With an eye toward helping the next generation of dentists adhere to important ethical principles, a cadre of ethicists in the health professions, educators, and leaders in organized dentistry met June 7–8 at the Symposium on Integrity and Ethics in Dental Education at ADA Headquarters.

Hosted by the ADA councils on Education and Licensure and Ethics, Bylaws and Judicial Affairs in collaboration with the American Dental Education Association (ADEA) and American College of Dentists (ACD), the event included 78 participants who heard from students and experts in higher education, dental education, and testing.

Research and observational data indicate an erosion of ethical norms in society as a whole, said speaker Charles Bertolami, DDS. Medicine, science, the military, sports, and the public and private sectors have experience with cheaters, and dental schools are starting to feel the repercussions.

Deans and faculty from dental schools in Nevada, New Jersey, and New York shared their experiences with recent ethical breaches that involved students trading clinical procedures, using a faculty password to approve treatment, and sharing unreleased questions and answers from the National Board Dental Exam, and the impact those incidents have had on their institutions.

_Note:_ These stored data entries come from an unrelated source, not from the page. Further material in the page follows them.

//! Statistical helper functions shared by the pluvio crates.

/// Arithmetic mean of a slice. Returns 0.0 if empty.
pub fn mean(data: &[f64]) -> f64 {
    if data.is_empty() {
        return 0.0;
    }
    let sum: f64 = data.iter().sum();
    sum / data.len() as f64
}

/// Sample variance with N-1 denominator.
/// Returns 0.0 if fewer than 2 elements.
pub fn variance(data: &[f64]) -> f64 {
    let n = data.len();
    if n < 2 {
        return 0.0;
    }
    let nf = n as f64;
    let mean = data.iter().sum::<f64>() / nf;
    data.iter().map(|&x| (x - mean) * (x - mean)).sum::<f64>() / (nf - 1.0)
}

/// Sample standard deviation with N-1 denominator.
/// Returns 0.0 if fewer than 2 elements.
pub fn sd(data: &[f64]) -> f64 {
    variance(data).sqrt()
}

/// Coefficient of determination of `predicted` against `observed`.
///
/// R² = 1 - SS_res / SS_tot, computed over indices where both values are
/// finite. Returns `None` if fewer than 2 finite pairs remain or the observed
/// values are constant (SS_tot = 0).
pub fn r_squared(observed: &[f64], predicted: &[f64]) -> Option<f64> {
    let pairs: Vec<(f64, f64)> = observed
        .iter()
        .zip(predicted.iter())
        .filter(|(o, p)| o.is_finite() && p.is_finite())
        .map(|(o, p)| (*o, *p))
        .collect();

    if pairs.len() < 2 {
        return None;
    }

    let mo = pairs.iter().map(|(o, _)| o).sum::<f64>() / pairs.len() as f64;
    let ss_tot: f64 = pairs.iter().map(|(o, _)| (o - mo) * (o - mo)).sum();
    if ss_tot == 0.0 {
        return None;
    }
    let ss_res: f64 = pairs.iter().map(|(o, p)| (o - p) * (o - p)).sum();

    Some(1.0 - ss_res / ss_tot)
}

The cases are disheartening to dental education program faculty who take seriously their role in developing ethical practitioners. But there is a big difference between teaching about ethics and teaching ethics, said Bertolami, dean of the University of California at San Francisco School of Dentistry.

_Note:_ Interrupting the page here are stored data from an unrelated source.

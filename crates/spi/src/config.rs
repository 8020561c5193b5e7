//! Configuration for SPI computation.

use crate::error::SpiError;

/// Thresholds that decide whether a calendar month can be fitted.
///
/// # Example
///
/// ```
/// use pluvio_spi::SpiConfig;
///
/// let config = SpiConfig::new().with_min_occurrences(5);
/// assert!(config.validate().is_ok());
/// ```
#[derive(Clone, Debug)]
pub struct SpiConfig {
    min_occurrences: usize,
    min_positive: usize,
    cdf_clip: f64,
}

impl SpiConfig {
    /// Creates a new configuration with defaults.
    ///
    /// Defaults: `min_occurrences = 3`, `min_positive = 2`,
    /// `cdf_clip = 1e-10`.
    pub fn new() -> Self {
        Self {
            min_occurrences: 3,
            min_positive: 2,
            cdf_clip: 1e-10,
        }
    }

    /// Sets the minimum number of years a calendar month must appear in.
    pub fn with_min_occurrences(mut self, n: usize) -> Self {
        self.min_occurrences = n;
        self
    }

    /// Sets the minimum number of strictly positive monthly totals.
    pub fn with_min_positive(mut self, n: usize) -> Self {
        self.min_positive = n;
        self
    }

    /// Sets the CDF clip; values are kept inside `(clip, 1 - clip)`.
    pub fn with_cdf_clip(mut self, clip: f64) -> Self {
        self.cdf_clip = clip;
        self
    }

    /// Returns the minimum number of occurrences a calendar month needs.
    pub fn min_occurrences(&self) -> usize {
        self.min_occurrences
    }

    /// Returns the minimum number of strictly positive totals.
    pub fn min_positive(&self) -> usize {
        self.min_positive
    }

    /// Returns the CDF clip.
    pub fn cdf_clip(&self) -> f64 {
        self.cdf_clip
    }

    /// Validates this configuration.
    ///
    /// A two-parameter gamma fit needs at least two positive values, and the
    /// clip must be a finite value in `(0, 0.5)`.
    pub fn validate(&self) -> Result<(), SpiError> {
        if self.min_occurrences < 1 {
            return Err(SpiError::InvalidConfig {
                reason: format!(
                    "min_occurrences must be >= 1, got {}",
                    self.min_occurrences
                ),
            });
        }

        if self.min_positive < 2 {
            return Err(SpiError::InvalidConfig {
                reason: format!("min_positive must be >= 2, got {}", self.min_positive),
            });
        }

        if !self.cdf_clip.is_finite() || self.cdf_clip <= 0.0 || self.cdf_clip >= 0.5 {
            return Err(SpiError::InvalidConfig {
                reason: format!("cdf_clip must be in (0, 0.5), got {}", self.cdf_clip),
            });
        }

        Ok(())
    }
}

impl Default for SpiConfig {
    fn default() -> Self {
        Self::new()
    }
}
use crate::model::{Finding, ProtocolInput, RiskCategory};

use super::{placeholder_category, CategoryAnalyzer, RuleCheck, RuleHit, RuleTable};

/// Governance-parameter risk: quorum floors, timelock windows, and voting
/// power concentration.
pub struct GovernanceAnalyzer;

const CATEGORY: &str = "governance";

const DAY_SECS: f64 = 86_400.0;

static CHECKS: &[RuleCheck] = &[
    check_quorum,
    check_timelock,
    check_voting_power,
    check_proposal_threshold,
];

static TABLE: RuleTable = RuleTable {
    category: CATEGORY,
    checks: CHECKS,
};

impl CategoryAnalyzer for GovernanceAnalyzer {
    fn name(&self) -> &'static str {
        CATEGORY
    }

    fn analyze(&self, input: &ProtocolInput) -> RiskCategory {
        if input.governance.is_none() {
            return placeholder_category(
                CATEGORY,
                0.0,
                "No governance parameters supplied; governance risk could not be assessed.",
            );
        }
        TABLE.evaluate(input)
    }
}

fn check_quorum(input: &ProtocolInput) -> Vec<RuleHit> {
    let Some(quorum) = input.governance.as_ref().and_then(|g| g.quorum) else {
        return vec![];
    };

    if quorum < 0.04 {
        vec![RuleHit::new(
            8.0,
            Finding::new(
                "Critically Low Quorum Threshold",
                format!(
                    "Proposals pass with only {:.1}% of voting power. A small bloc can push \
                     through arbitrary parameter changes.",
                    quorum * 100.0
                ),
                0.9,
            )
            .with_attack_vector("Attacker borrows or accumulates a trivial stake and passes a hostile proposal")
            .with_mitigation("Raise quorum to at least 4% of voting supply"),
        )]
    } else if quorum < 0.10 {
        vec![RuleHit::new(
            4.0,
            Finding::new(
                "Low Quorum Threshold",
                format!(
                    "Quorum of {:.1}% leaves governance decidable by a modest minority.",
                    quorum * 100.0
                ),
                0.7,
            )
            .with_mitigation("Raise quorum or add delegated-voting incentives"),
        )]
    } else {
        vec![]
    }
}

fn check_timelock(input: &ProtocolInput) -> Vec<RuleHit> {
    let Some(delay) = input.governance.as_ref().and_then(|g| g.timelock_delay) else {
        return vec![];
    };

    if delay < DAY_SECS {
        vec![RuleHit::new(
            6.0,
            Finding::new(
                "Short Timelock Delay",
                format!(
                    "Passed proposals execute after only {:.0} hours. Users cannot exit \
                     before a hostile change takes effect.",
                    delay / 3600.0
                ),
                0.85,
            )
            .with_attack_vector("Malicious proposal executes before depositors can withdraw")
            .with_mitigation("Extend the timelock to 24-72 hours"),
        )]
    } else {
        vec![]
    }
}

fn check_voting_power(input: &ProtocolInput) -> Vec<RuleHit> {
    let Some(power) = input
        .governance
        .as_ref()
        .and_then(|g| g.top_holder_voting_power)
    else {
        return vec![];
    };

    if power > 0.5 {
        vec![RuleHit::new(
            9.0,
            Finding::new(
                "Majority Governance Capture",
                format!(
                    "The largest holder controls {:.0}% of voting power and can pass any \
                     proposal unilaterally.",
                    power * 100.0
                ),
                0.9,
            )
            .with_attack_vector("Top holder rewrites protocol parameters in their own favor")
            .with_mitigation("Introduce vote caps, quadratic voting, or delegation dilution"),
        )]
    } else if power > 0.33 {
        vec![RuleHit::new(
            5.0,
            Finding::new(
                "High Voting Power Concentration",
                format!(
                    "The largest holder controls {:.0}% of voting power - enough to veto or \
                     stall most proposals.",
                    power * 100.0
                ),
                0.75,
            )
            .with_mitigation("Encourage delegation to reduce single-holder dominance"),
        )]
    } else {
        vec![]
    }
}

fn check_proposal_threshold(input: &ProtocolInput) -> Vec<RuleHit> {
    let Some(threshold) = input
        .governance
        .as_ref()
        .and_then(|g| g.proposal_threshold)
    else {
        return vec![];
    };

    if threshold > 0.05 {
        vec![RuleHit::new(
            3.0,
            Finding::new(
                "Plutocratic Proposal Gate",
                format!(
                    "Submitting a proposal requires {:.0}% of supply, limiting agenda-setting \
                     to the wealthiest holders.",
                    threshold * 100.0
                ),
                0.6,
            )
            .with_mitigation("Lower the proposal threshold or allow sponsored proposals"),
        )]
    } else {
        vec![]
    }
}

In his widely recognized paper from the Journal of Dental Education, “Why Our Ethics Curricula Don’t Work,” Bertolami suggests that it’s not enough to simply teach students about ethics without demonstrating how they are used in practice. Advancing the ethics curriculum to the next level, he says, requires that we also show how this works in practice. It’s difficult to achieve this type of ethics curriculum in didactic courses because “how” can only be accomplished by role-modeling in dental schools.

“There is this idea of having ‘an ethics conversation’ with students now,” said Richard N. Buchanan, DDS, dean of the State University of New York at Buffalo School of Dental Medicine. “You demonstrate your own ethics, for example with recordkeeping. You explain this is why accuracy of communication is essential, because patient welfare depends on it. We’re starting to have these conversations, and I think that is part of the solution.”

Strange as it is, students can go through 4 years of dental school without ever seeing a dentist practice dentistry, Bertolami notes.

“We have an obligation to role model, to teach and demonstrate morals and ethics to dental students,” he said. “It used to be a given that if you were a doctor, society would trust you. It’s dangerous to go into practice and society with that expectation. We have to help students realize that. You have to show you are trustworthy first.”